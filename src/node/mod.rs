//! Filesystem node engine: the in-memory tree behind the mount, its
//! persistence to the versioned metadata store and the blob store, and the
//! bookkeeping that keeps it honest across concurrent mounts (dirty flags,
//! lazy reload, staged rollback).

pub mod engine;
pub mod ino;
pub mod metadata;
pub mod node;

pub use engine::NodeEngine;
pub use ino::InoGenerator;
pub use node::{Node, NodeState};

use crate::store::StoreError;

/// Length of a node key: a random, never-reused identifier that doubles as
/// the node's key in the metadata store.
pub const NODE_KEY_LEN: usize = 20;

pub type NodeKey = [u8; NODE_KEY_LEN];

/// The root directory always lives under the all-zero key, so every mount
/// of the same metadata store finds the same tree.
pub const ROOT_KEY: NodeKey = [0; NODE_KEY_LEN];

/// Sentinel mode for a node discovered through its parent but not yet
/// fetched from the metadata store.
pub const MODE_NOT_LOADED: u32 = u32::MAX;

/// Operation outcome surfaced to the kernel adapter. Everything that the
/// kernel can act on is a distinct variant; store failures collapse into
/// `Store` and reach the kernel as `EIO`.
#[derive(Debug, thiserror::Error)]
pub enum NodeError {
    #[error("not found")]
    NotFound,

    #[error("directory not empty")]
    NotEmpty,

    #[error("already exists")]
    Exists,

    #[error("no data")]
    NoData,

    #[error("not a directory")]
    NotADirectory,

    #[error(transparent)]
    Store(#[from] StoreError),
}

/// Attributes reported to the kernel.
#[derive(Debug, Clone, Copy, PartialEq, Eq)]
pub struct NodeAttr {
    pub ino: u64,
    pub mode: u32,
    pub uid: u32,
    pub gid: u32,
    pub size: u64,
    pub time_nanos: u64,
}

/// One directory entry as reported by `readdir`.
#[derive(Debug, Clone)]
pub struct DirEntry {
    pub name: String,
    pub ino: u64,
    pub mode: u32,
}

/// Fields a `setattr` call wants changed; everything absent stays as is.
#[derive(Debug, Clone, Copy, Default)]
pub struct SetAttrRequest {
    pub mode: Option<u32>,
    pub uid: Option<u32>,
    pub gid: Option<u32>,
    pub size: Option<u64>,
    pub mtime_nanos: Option<u64>,
}

pub(crate) fn now_nanos() -> u64 {
    std::time::SystemTime::now()
        .duration_since(std::time::UNIX_EPOCH)
        .map(|d| d.as_nanos() as u64)
        .unwrap_or_default()
}
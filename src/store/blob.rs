//! Content-addressed wrapper: a value's key is the Blake2b-512 hash of the
//! value itself, so identical content lands on identical keys and nothing
//! is ever overwritten with different bytes.

use std::sync::Arc;

use blake2b_simd::Params;

use crate::store::{Store, StoreError};

pub const BLOB_KEY_LEN: usize = 64;

pub struct BlobStore {
    delegate: Arc<dyn Store>,
}

impl BlobStore {
    pub fn new(delegate: Arc<dyn Store>) -> Self {
        Self { delegate }
    }

    pub fn hash(value: &[u8]) -> Vec<u8> {
        Params::new()
            .hash_length(BLOB_KEY_LEN)
            .hash(value)
            .as_bytes()
            .to_vec()
    }

    /// Store `value` under its own hash and return the key. Concurrent puts
    /// of the same content race harmlessly: they write identical bytes.
    pub async fn put(&self, value: &[u8]) -> Result<Vec<u8>, StoreError> {
        let key = Self::hash(value);
        self.delegate.put(&key, value).await?;
        Ok(key)
    }

    pub async fn get(&self, key: &[u8]) -> Result<Vec<u8>, StoreError> {
        self.delegate.get(key).await
    }
}

#[cfg(test)]
mod tests {
    use super::*;
    use crate::store::MemoryStore;
    use rand::RngCore;

    fn random_bytes() -> Vec<u8> {
        let mut rng = rand::rng();
        let mut b = vec![0u8; (rng.next_u32() % 64) as usize];
        rng.fill_bytes(&mut b);
        b
    }

    #[tokio::test]
    async fn same_value_same_key() {
        let store = BlobStore::new(Arc::new(MemoryStore::new()));
        let value = random_bytes();
        let key1 = store.put(&value).await.unwrap();
        let key2 = store.put(&value).await.unwrap();
        assert_eq!(key1.len(), BLOB_KEY_LEN);
        assert_eq!(key1, key2);
    }

    #[tokio::test]
    async fn different_values_different_keys() {
        let store = BlobStore::new(Arc::new(MemoryStore::new()));
        let key1 = store.put(b"one").await.unwrap();
        let key2 = store.put(b"two").await.unwrap();
        assert_eq!(key1.len(), BLOB_KEY_LEN);
        assert_eq!(key2.len(), BLOB_KEY_LEN);
        assert_ne!(key1, key2);
    }

    #[tokio::test]
    async fn what_you_put_is_what_you_get() {
        let store = BlobStore::new(Arc::new(MemoryStore::new()));
        let before = random_bytes();
        let key = store.put(&before).await.unwrap();
        assert_eq!(store.get(&key).await.unwrap(), before);
    }
}
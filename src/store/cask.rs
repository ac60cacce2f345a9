//! Log-structured store: one append-only data file plus an in-memory key
//! directory. Records are `[key_len:u32][value_len:u32][key][value]`, the
//! directory maps each key to the offset and length of its newest value and
//! is rebuilt by scanning the log on open. Overwritten values stay in the
//! log until a future compaction pass; reads always go through the
//! directory, so they only ever see the latest record.

use std::collections::HashMap;
use std::io::SeekFrom;
use std::path::{Path, PathBuf};

use async_trait::async_trait;
use tokio::fs::{self, File, OpenOptions};
use tokio::io::{AsyncReadExt, AsyncSeekExt, AsyncWriteExt, BufReader};
use tokio::sync::Mutex;
use tracing::debug;

use crate::store::{Store, StoreError};

const DATA_FILE: &str = "slate.cask";

struct DirEntry {
    offset: u64,
    len: u32,
}

struct Inner {
    log: File,
    end: u64,
    keydir: HashMap<Vec<u8>, DirEntry>,
}

pub struct CaskStore {
    inner: Mutex<Inner>,
}

impl CaskStore {
    /// Open (or create) the database rooted at `dir`, scanning the log to
    /// rebuild the key directory. A torn final record is truncated away.
    pub async fn open<P: AsRef<Path>>(dir: P) -> Result<Self, StoreError> {
        let dir = dir.as_ref();
        fs::create_dir_all(dir).await?;
        let path = Self::data_path(dir);
        let mut log = OpenOptions::new()
            .read(true)
            .append(true)
            .create(true)
            .open(&path)
            .await?;

        let (keydir, end) = Self::scan(&path).await?;
        if end < log.metadata().await?.len() {
            debug!(end, "truncating torn tail record");
            log.set_len(end).await?;
        }
        log.seek(SeekFrom::Start(end)).await?;

        Ok(Self {
            inner: Mutex::new(Inner { log, end, keydir }),
        })
    }

    fn data_path(dir: &Path) -> PathBuf {
        dir.join(DATA_FILE)
    }

    async fn scan(path: &Path) -> Result<(HashMap<Vec<u8>, DirEntry>, u64), StoreError> {
        let mut keydir = HashMap::new();
        let mut rd = BufReader::new(File::open(path).await?);
        let mut offset = 0u64;
        loop {
            let mut header = [0u8; 8];
            match rd.read_exact(&mut header).await {
                Ok(_) => {}
                Err(e) if e.kind() == std::io::ErrorKind::UnexpectedEof => break,
                Err(e) => return Err(e.into()),
            }
            let key_len = u32::from_be_bytes(header[..4].try_into().unwrap()) as usize;
            let value_len = u32::from_be_bytes(header[4..].try_into().unwrap());

            let mut key = vec![0u8; key_len];
            if rd.read_exact(&mut key).await.is_err() {
                break;
            }
            let value_offset = offset + 8 + key_len as u64;
            let mut skipped = vec![0u8; value_len as usize];
            if rd.read_exact(&mut skipped).await.is_err() {
                break;
            }
            keydir.insert(
                key,
                DirEntry {
                    offset: value_offset,
                    len: value_len,
                },
            );
            offset = value_offset + value_len as u64;
        }
        Ok((keydir, offset))
    }
}

#[async_trait]
impl Store for CaskStore {
    async fn put(&self, key: &[u8], value: &[u8]) -> Result<(), StoreError> {
        let mut inner = self.inner.lock().await;
        let mut record = Vec::with_capacity(8 + key.len() + value.len());
        record.extend_from_slice(&(key.len() as u32).to_be_bytes());
        record.extend_from_slice(&(value.len() as u32).to_be_bytes());
        record.extend_from_slice(key);
        record.extend_from_slice(value);

        inner.log.write_all(&record).await?;
        inner.log.flush().await?;

        let value_offset = inner.end + 8 + key.len() as u64;
        inner.end += record.len() as u64;
        inner.keydir.insert(
            key.to_vec(),
            DirEntry {
                offset: value_offset,
                len: value.len() as u32,
            },
        );
        Ok(())
    }

    async fn get(&self, key: &[u8]) -> Result<Vec<u8>, StoreError> {
        let mut inner = self.inner.lock().await;
        let (offset, len) = match inner.keydir.get(key) {
            Some(entry) => (entry.offset, entry.len),
            None => return Err(StoreError::NotFound),
        };
        let mut value = vec![0u8; len as usize];
        inner.log.seek(SeekFrom::Start(offset)).await?;
        inner.log.read_exact(&mut value).await?;
        inner.log.seek(SeekFrom::End(0)).await?;
        Ok(value)
    }
}

#[cfg(test)]
mod tests {
    use super::*;

    #[tokio::test]
    async fn put_get_overwrite() {
        let tmp = tempfile::tempdir().unwrap();
        let store = CaskStore::open(tmp.path()).await.unwrap();
        store.put(b"song", b"peggy sue").await.unwrap();
        store.put(b"song", b"words of love").await.unwrap();
        store.put(b"other", b"").await.unwrap();
        assert_eq!(store.get(b"song").await.unwrap(), b"words of love");
        assert_eq!(store.get(b"other").await.unwrap(), b"");
        assert!(matches!(
            store.get(b"missing").await,
            Err(StoreError::NotFound)
        ));
    }

    #[tokio::test]
    async fn reopen_rebuilds_the_directory() {
        let tmp = tempfile::tempdir().unwrap();
        {
            let store = CaskStore::open(tmp.path()).await.unwrap();
            store.put(b"a", b"1").await.unwrap();
            store.put(b"b", b"2").await.unwrap();
            store.put(b"a", b"3").await.unwrap();
        }
        let store = CaskStore::open(tmp.path()).await.unwrap();
        assert_eq!(store.get(b"a").await.unwrap(), b"3");
        assert_eq!(store.get(b"b").await.unwrap(), b"2");
    }

    #[tokio::test]
    async fn torn_tail_is_discarded_on_open() {
        let tmp = tempfile::tempdir().unwrap();
        {
            let store = CaskStore::open(tmp.path()).await.unwrap();
            store.put(b"kept", b"value").await.unwrap();
        }
        // Append half a record.
        let path = tmp.path().join(DATA_FILE);
        let mut raw = std::fs::read(&path).unwrap();
        raw.extend_from_slice(&[0, 0, 0, 4, 0, 0]);
        std::fs::write(&path, raw).unwrap();

        let store = CaskStore::open(tmp.path()).await.unwrap();
        assert_eq!(store.get(b"kept").await.unwrap(), b"value");
        store.put(b"new", b"entry").await.unwrap();
        assert_eq!(store.get(b"new").await.unwrap(), b"entry");
    }
}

====

**Exercise:** Your answer must be the lines from the first line of the entries above through the line that contains "bookkeeping that keeps", written out exactly.

**Finished exercise:**
filename src/node/mod.rs
//! Filesystem node engine: the in-memory tree behind the mount, its
//! persistence to the versioned metadata store and the blob store, and the
//! bookkeeping that keeps it honest across concurrent mounts (dirty flags,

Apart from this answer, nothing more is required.